The density of SNPs in the human genome is estimated to be 1 to 10 per 1000 nucleotides, when comparing two chromosomes (Kruglyak 1997), and a more recent estimate is ~1 SNP/1.9 kb, reported by the International SNP Map Working Group (Sachidanandam et al. 2001). Geraghty et al. (1999) identified >10,000 SNPs in the 2.2-Mb DNA segment that includes all of the class I region. Ribas et al. (2001) detected a density of one SNP per 489 bp in an 18-kb DNA segment in the human class III region. Here, by screening the alignment of the two genomic sequences, we found a total of 371 SNPs therein, representing 0.9 SNPs/kb. Of these 371 SNPs, 217 (58.5%) were found in genes, including 23 in coding regions (cSNP), 11 in UTRs, and 183 in introns. Of the 23 cSNPs, 13 (56.5%) were nonsynonymous mutations, whereas another 10 (43.5%) SNPs were synonymous mutations. These SNPs are distributed relatively evenly in the genomic sequence. There are 254 transitions (68%) and 117 (32%) transversions. The frequencies of the substitutions were A/C (7.3%), A/G (28.3%), A/T (6.7%), C/G (9.2%), C/T (40.2%), and G/T (8.4%).

Recently, the Sanger Institute released two sequences from their MHC haplotype project (see http://www.sanger.ac.uk/HGP/Chr6/MHC/). The first consensus sequence, from the PGF cell line, was assembled using AL663061, AL662801, AL662899, AL671762, AL645922, AL772248, AL662884, and AL772153 (706,338 bp); the second sequence, from the COX cell line, included AL662847, AL670886, AL662834, AL662849, AL662828, and AL662830 (667,547 bp). We compared those two consensus sequences to our sequences, and found 787 and 582 SNPs, respectively. The second consensus sequence contains only one copy of the C4-CYP21 module, which might explain why the number of SNPs found between it and our sequence is smaller than that of the first one. To link these SNPs to disease susceptibility requires further work. However, it is interesting to note that the overall frequency of nonsynonymous versus synonymous mutations in the cSNPs and the frequency of transitions versus transversions are very similar between both studies. These SNPs can be accessed at http://db.systemsbiology.net/projects/local/mhc/SNP/.

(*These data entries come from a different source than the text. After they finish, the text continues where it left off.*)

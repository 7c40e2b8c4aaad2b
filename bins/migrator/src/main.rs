//! Database migration runner for Payline.
//!
//! Usage:
//!   migrator up      - Run all pending migrations
//!   migrator down    - Rollback last migration
//!   migrator status  - Show migration status
//!   migrator fresh   - Drop everything and re-run migrations
//!
//! The target database comes from `DATABASE_URL`.

use payline_db::migration::Migrator;
use sea_orm_migration::prelude::*;

#[tokio::main]
async fn main() {
    dotenvy::dotenv().ok();

    // run_cli installs its own tracing subscriber
    cli::run_cli(Migrator).await;
}
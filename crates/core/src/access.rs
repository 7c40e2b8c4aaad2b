//! Actor identity and role-based permissions.
//!
//! The identity itself comes from an external auth layer; this module only
//! decides what a given `(id, role)` pair may do.

use serde::{Deserialize, Serialize};
use std::fmt;
use payline_shared::types::UserId;

/// Role of the calling user.
#[derive(Debug, Clone, Copy, PartialEq, Eq, Hash, Serialize, Deserialize)]
#[serde(rename_all = "lowercase")]
pub enum Role {
    /// Regular staff member.
    Employee,
    /// Human resources.
    Hr,
    /// Payroll operator.
    Payroll,
    /// Administrator.
    Admin,
}

impl Role {
    /// Parses a role from a string.
    pub fn parse(s: &str) -> Option<Self> {
        match s.trim().to_lowercase().as_str() {
            "employee" => Some(Self::Employee),
            "hr" => Some(Self::Hr),
            "payroll" => Some(Self::Payroll),
            "admin" => Some(Self::Admin),
            _ => None,
        }
    }

    /// Returns the string representation of the role.
    #[must_use]
    pub fn as_str(&self) -> &'static str {
        match self {
            Self::Employee => "employee",
            Self::Hr => "hr",
            Self::Payroll => "payroll",
            Self::Admin => "admin",
        }
    }
}

impl fmt::Display for Role {
    fn fmt(&self, f: &mut fmt::Formatter<'_>) -> fmt::Result {
        f.write_str(self.as_str())
    }
}

/// The authenticated caller of an operation.
#[derive(Debug, Clone, Copy, PartialEq, Eq, Serialize, Deserialize)]
pub struct ActorContext {
    /// Caller's user id.
    pub id: UserId,
    /// Caller's role.
    pub role: Role,
}

impl ActorContext {
    /// Creates a new actor context.
    #[must_use]
    pub const fn new(id: UserId, role: Role) -> Self {
        Self { id, role }
    }

    /// Roles allowed to approve, reject and list everyone's leave requests.
    #[must_use]
    pub fn is_leave_approver(&self) -> bool {
        matches!(self.role, Role::Admin | Role::Hr | Role::Payroll)
    }

    /// Roles allowed to run payroll and inspect payruns.
    #[must_use]
    pub fn is_payroll_operator(&self) -> bool {
        matches!(self.role, Role::Admin | Role::Payroll)
    }

    /// Payslips are visible to their owner and to payroll operators.
    #[must_use]
    pub fn can_view_payslips_of(&self, user_id: UserId) -> bool {
        self.id == user_id || self.is_payroll_operator()
    }

    /// Leave data is visible to its owner and to leave approvers.
    #[must_use]
    pub fn can_view_leaves_of(&self, user_id: UserId) -> bool {
        self.id == user_id || self.is_leave_approver()
    }
}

In mouse, the number of variations in the class III region between the 129SJ strain (this study) and the C57B6 strain used for the draft sequence appears remarkably limited. To obtain an estimate of the variation, we aligned a finished BAC sequence from mouse strain C57BL6/J presented in the UCSC mouse genome browser (AC087117), 222 kb long, to our consensus sequence, and found only 12 SNPs and six indels (in microsatellite regions) between the two strains. It is likely that the two strains share identity by descent in this region (Wade et al. 2002).

Conclusion

The sequence comparison of the ~700-kb human and mouse MHC class III regions showed them to be the most gene-dense region of the human and presumably mouse genomes, 60 and 61 genes, respectively. Although about half of the genes have unknown functions, many of the genes with putative functions encode immune-related activities. The comparative analyses of the human and mouse class III regions identified conserved sequence blocks that provided insights into gene structure, alternative RNA splicing exons, putative regulatory regions, and even the presence of previously unrecognized genes. The class III genes could be divided into evolutionary groups exhibiting homologies that extend to mammals, fish, worms, fruit flies, yeast, and bacteria—and these groups exhibited conservation inversely related to their divergence times. The MHC encodes a predisposition to a wide variety of human immune-related diseases. In principle, any of the MHC class III genes could contain sequence variations that predispose to disease either alone or in combination with disadvantageous alleles in other genes. Fortunately, because of its proximity to MHC class I and class II, this region of the genome is under intensive investigation for SNP detection and haplotype block analysis (Walsh et al. 2003). The delineation of the human and mouse sequences provided by our laboratories and others will assist correlations between specific polymorphisms and sequence information content such as alternatively spliced exons or probable regulatory elements, with the result that both gene function and disease associations will eventually be revealed and understood better.

METHODS

Mapping and Sequencing

Cosmids sequenced for the human MHC class III region (U89335, U89336, U89337, AF019413) were a gift from Thomas Spies (Spies et al. 1989). Human and mouse MHC class III BACs were identified from the human BAC library RPCI 11 and the Genome Systems mouse stain 129SJ BAC library by using conventional hybridization screening techniques with probes prepared from known gene sequences. Candidate clones were tested for internal consistency by restriction digest fingerprinting. Cosmid or BAC clones were sequenced using the high-redundancy shotgun sequencing approach (Rowen et al. 1999). Source clone DNA was prepared in the AutoGen740 and sheared using sonication. After end repair and size selection, insert DNA was subcloned into either M13mp9 or pUC18. Sequences were resolved on Applied Biosystems 373 or 377 sequencers, using a mixture of dye primer and dye terminator chemistries. After obtaining enough reads for approximately eightfold coverage, the sequence data were assembled in Phrap. Finishing was done using either resequencing with an alternative chemistry, directed sequencing with custom oligonucleotide primers, or by subcloning PCR products or restriction digest fragments. The sequence was determined to an accuracy of about one error per 35,000 bp.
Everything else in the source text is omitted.